HAQ-DI Scoring Considerations

IRT-based linking methods use individual item scores as the basis for the link. When legacy measures are scored in a complex way, however, this may pose a problem for IRT linking. In the case of the HAQ-DI, the 0 to 3 summary score is obtained by averaging the maximum score in each of eight functional categories. However, IRT-based linking is most accurate when parameters are estimated on all possible items; therefore, we linked using all 20 items (not just the eight maximum items). This scoring strategy yields a summary score ranging from 0 to 60 score for each participant. Because this manner of scoring incorporates all of the items, however, the 0 to 60 scale is not directly comparable to the 0 to 3 scale.

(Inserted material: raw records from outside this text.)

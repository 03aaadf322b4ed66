//! In-memory 3D scene and the executor that drives it.
//!
//! The scene is single-threaded state: it is owned by the executor, which is
//! owned by the drain loop on the host thread. No locking is involved.
//!
//! Object names are unique. Adding an object whose name is taken gives it
//! the first free `.001`, `.002`, ... suffix.

mod params;
pub mod render;

use crate::executor::{CommandExecutor, ExecutionError};
use crate::protocol::{Command, Response};
use params::Params;
use serde_json::{json, Value};
use std::path::PathBuf;
use tracing::{debug, info};

pub type Vec3 = [f64; 3];

const ORIGIN: Vec3 = [0.0, 0.0, 0.0];
const UNIT_SCALE: Vec3 = [1.0, 1.0, 1.0];

/// Mesh primitive and its construction parameters.
#[derive(Debug, Clone, Copy, PartialEq)]
pub enum Primitive {
    Cube { size: f64 },
    Sphere { radius: f64 },
    Plane { size: f64 },
    Cylinder { radius: f64, depth: f64 },
    Cone { radius1: f64, radius2: f64, depth: f64 },
}

#[derive(Debug, Clone, Copy, PartialEq, Eq)]
pub enum LightKind {
    Point,
    Sun,
}

#[derive(Debug, Clone, Copy, PartialEq)]
pub enum ObjectKind {
    Mesh(Primitive),
    Camera,
    Light { light: LightKind, energy: f64 },
}

impl ObjectKind {
    /// Type tag reported by `list_objects`.
    pub fn type_name(&self) -> &'static str {
        match self {
            ObjectKind::Mesh(_) => "MESH",
            ObjectKind::Camera => "CAMERA",
            ObjectKind::Light { .. } => "LIGHT",
        }
    }
}

#[derive(Debug, Clone, PartialEq)]
pub struct SceneObject {
    pub name: String,
    pub kind: ObjectKind,
    pub location: Vec3,
    pub rotation: Vec3,
    pub scale: Vec3,
    /// Names of assigned materials, in slot order
    pub materials: Vec<String>,
}

#[derive(Debug, Clone, PartialEq)]
pub struct Material {
    pub name: String,
    /// RGBA base color
    pub color: [f64; 4],
}

/// Objects, materials and the active camera.
#[derive(Debug, Default)]
pub struct Scene {
    objects: Vec<SceneObject>,
    materials: Vec<Material>,
    active_camera: Option<String>,
}

impl Scene {
    pub fn new() -> Self {
        Self::default()
    }

    /// Objects in creation order.
    pub fn objects(&self) -> &[SceneObject] {
        &self.objects
    }

    pub fn object(&self, name: &str) -> Option<&SceneObject> {
        self.objects.iter().find(|o| o.name == name)
    }

    pub fn object_mut(&mut self, name: &str) -> Option<&mut SceneObject> {
        self.objects.iter_mut().find(|o| o.name == name)
    }

    pub fn materials(&self) -> &[Material] {
        &self.materials
    }

    pub fn material(&self, name: &str) -> Option<&Material> {
        self.materials.iter().find(|m| m.name == name)
    }

    pub fn active_camera(&self) -> Option<&str> {
        self.active_camera.as_deref()
    }

    /// Add an object, returning the name it was actually given.
    pub fn add_object(&mut self, base_name: &str, kind: ObjectKind, location: Vec3, rotation: Vec3) -> String {
        let name = unique_name(base_name, |n| self.object(n).is_some());
        debug!(name = %name, kind = kind.type_name(), "Adding object");
        self.objects.push(SceneObject {
            name: name.clone(),
            kind,
            location,
            rotation,
            scale: UNIT_SCALE,
            materials: Vec::new(),
        });
        name
    }

    /// Create a material, returning its unique name.
    pub fn add_material(&mut self, base_name: &str, color: [f64; 4]) -> String {
        let name = unique_name(base_name, |n| self.material(n).is_some());
        self.materials.push(Material {
            name: name.clone(),
            color,
        });
        name
    }

    pub fn remove_object(&mut self, name: &str) -> Option<SceneObject> {
        let index = self.objects.iter().position(|o| o.name == name)?;
        if self.active_camera.as_deref() == Some(name) {
            self.active_camera = None;
        }
        Some(self.objects.remove(index))
    }

    /// Remove every object and material.
    pub fn clear(&mut self) {
        self.objects.clear();
        self.materials.clear();
        self.active_camera = None;
    }
}

fn unique_name(base: &str, taken: impl Fn(&str) -> bool) -> String {
    if !taken(base) {
        return base.to_string();
    }
    (1u32..)
        .map(|n| format!("{base}.{n:03}"))
        .find(|candidate| !taken(candidate))
        .unwrap_or_else(|| base.to_string())
}

/// Executes wire commands against a [`Scene`].
#[derive(Debug)]
pub struct SceneExecutor {
    scene: Scene,
    render_dir: PathBuf,
}

impl SceneExecutor {
    pub fn new(render_dir: PathBuf) -> Self {
        info!(render_dir = %render_dir.display(), "Initializing scene");
        Self {
            scene: Scene::new(),
            render_dir,
        }
    }

    pub fn scene(&self) -> &Scene {
        &self.scene
    }

    fn add_mesh(&mut self, base_name: &str, primitive: Primitive, p: &Params<'_>) -> Result<(), ExecutionError> {
        let location = p.vec3("location", ORIGIN)?;
        let rotation = p.vec3("rotation", ORIGIN)?;
        self.scene
            .add_object(base_name, ObjectKind::Mesh(primitive), location, rotation);
        Ok(())
    }

    fn transform(
        &mut self,
        p: &Params<'_>,
        field: &'static str,
        apply: fn(&mut SceneObject, Vec3),
    ) -> Result<(), ExecutionError> {
        let name = p.required_str("object_name")?;
        let value = p.optional_vec3(field)?;
        let object = self
            .scene
            .object_mut(name)
            .ok_or(ExecutionError::ObjectNotFound)?;
        if let Some(value) = value {
            apply(object, value);
        }
        Ok(())
    }

    fn set_material_color(&mut self, p: &Params<'_>) -> Result<(), ExecutionError> {
        let name = p.required_str("object_name")?;
        let color = p.color("color", [1.0, 1.0, 1.0, 1.0])?;
        let object = self.scene.object(name).ok_or(ExecutionError::ObjectNotFound)?;
        if !matches!(object.kind, ObjectKind::Mesh(_)) {
            return Err(ExecutionError::NoMaterialSlots(name.to_string()));
        }

        let material = self.scene.add_material(&format!("{name}_Mat"), color);
        if let Some(object) = self.scene.object_mut(name) {
            object.materials.push(material);
        }
        Ok(())
    }

    fn render(&mut self, p: &Params<'_>) -> Result<String, ExecutionError> {
        let filepath = match p.string("filepath", "")? {
            path if path.is_empty() => self.render_dir.join("render.ppm"),
            path => PathBuf::from(path),
        };
        let width = p.dimension("width", 320, render::MAX_DIMENSION)?;
        let height = p.dimension("height", 240, render::MAX_DIMENSION)?;

        render::render_to_file(&self.scene, &filepath, width, height)?;
        info!(path = %filepath.display(), width, height, "Rendered scene");
        Ok(filepath.display().to_string())
    }

    fn list_objects(&self) -> Value {
        self.scene
            .objects()
            .iter()
            .map(|o| {
                json!({
                    "name": o.name,
                    "type": o.kind.type_name(),
                    "location": o.location,
                })
            })
            .collect()
    }
}

impl CommandExecutor for SceneExecutor {
    fn execute(&mut self, command: &Command) -> Result<Response, ExecutionError> {
        let p = Params::new(&command.params);

        let message = match command.action.as_str() {
            "add_cube" => {
                let size = p.extent("size", 1.0)?;
                self.add_mesh("Cube", Primitive::Cube { size }, &p)?;
                "Cube added"
            }
            "add_sphere" => {
                let radius = p.extent("radius", 1.0)?;
                self.add_mesh("Sphere", Primitive::Sphere { radius }, &p)?;
                "Sphere added"
            }
            "add_plane" => {
                let size = p.extent("size", 2.0)?;
                self.add_mesh("Plane", Primitive::Plane { size }, &p)?;
                "Plane added"
            }
            "add_cylinder" => {
                let radius = p.extent("radius", 1.0)?;
                let depth = p.extent("depth", 2.0)?;
                self.add_mesh("Cylinder", Primitive::Cylinder { radius, depth }, &p)?;
                "Cylinder added"
            }
            "add_cone" => {
                let radius1 = p.extent("radius1", 1.0)?;
                let radius2 = p.extent("radius2", 0.0)?;
                let depth = p.extent("depth", 2.0)?;
                let cone = Primitive::Cone {
                    radius1,
                    radius2,
                    depth,
                };
                self.add_mesh("Cone", cone, &p)?;
                "Cone added"
            }
            "move_object" => {
                self.transform(&p, "location", |o, v| o.location = v)?;
                "Object moved"
            }
            "rotate_object" => {
                self.transform(&p, "rotation", |o, v| o.rotation = v)?;
                "Object rotated"
            }
            "scale_object" => {
                self.transform(&p, "scale", |o, v| o.scale = v)?;
                "Object scaled"
            }
            "add_camera" => {
                let name = p.string("name", "Camera")?;
                let location = p.vec3("location", [3.0, -3.0, 2.0])?;
                let name = self.scene.add_object(&name, ObjectKind::Camera, location, ORIGIN);
                self.scene.active_camera = Some(name);
                "Camera added"
            }
            "add_point_light" => {
                let name = p.string("name", "PointLight")?;
                let energy = p.number("energy", 1000.0)?;
                let location = p.vec3("location", [0.0, 0.0, 5.0])?;
                let kind = ObjectKind::Light {
                    light: LightKind::Point,
                    energy,
                };
                self.scene.add_object(&name, kind, location, ORIGIN);
                "Point light added"
            }
            "add_sun_light" => {
                let name = p.string("name", "SunLight")?;
                let energy = p.number("strength", 3.0)?;
                let rotation = p.vec3("rotation", ORIGIN)?;
                let kind = ObjectKind::Light {
                    light: LightKind::Sun,
                    energy,
                };
                self.scene.add_object(&name, kind, ORIGIN, rotation);
                "Sun light added"
            }
            "set_material_color" => {
                self.set_material_color(&p)?;
                "Material color set"
            }
            "render" => {
                let path = self.render(&p)?;
                return Ok(Response::ok(format!("Rendered to {path}")));
            }
            "list_objects" => return Ok(Response::ok_with("objects", self.list_objects())),
            "delete_object" => {
                let name = p.required_str("object_name")?;
                self.scene
                    .remove_object(name)
                    .ok_or(ExecutionError::ObjectNotFound)?;
                "Object deleted"
            }
            "clear_scene" => {
                self.scene.clear();
                "Scene cleared"
            }
            other => return Err(ExecutionError::UnknownAction(other.to_string())),
        };

        Ok(Response::ok(message))
    }
}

That is, dividing the 0 to 60 score by 20 would likely result in a lower score (less disability) than using the maximum eight method described above.

Given these considerations, we conducted two different IRT-based links for the HAQ-DI. In one link, we used each of the 20 HAQ-DI items and estimated parameters for them. This resulted in a PROMIS PF cross-walk table to HAQ-DI scores that range from 0 to 60. In the second link, we treated the maximum scores (within each category, e.g., Hygiene) as a single item score, such that we estimated parameters for only those eight worst HAQ-DI items. This resulted in a PROMIS PF cross-walk table to HAQ-DI scores that ranged from 0 to 3. For short-hand, we distinguish the two resulting linkages as max-8 and sum-20.

Linking Assumptions

The first assumption to be tested is that the linked measures are measuring essentially the same concept. We tested this by inspecting item content, calculating correlations, and estimating the proportion of general factor variance of the combined set of items. In addition to linking assumptions, we tested the unidimensionality assumption of IRT using both confirmatory and exploratory factor analytic methods. Since our planned IRT calibrations required only that the combined item set is sufficiently unidimensional, we conducted these analyses on the combined items (e.g., PROMIS PF and HAQ-DI). For details, see Appendix C.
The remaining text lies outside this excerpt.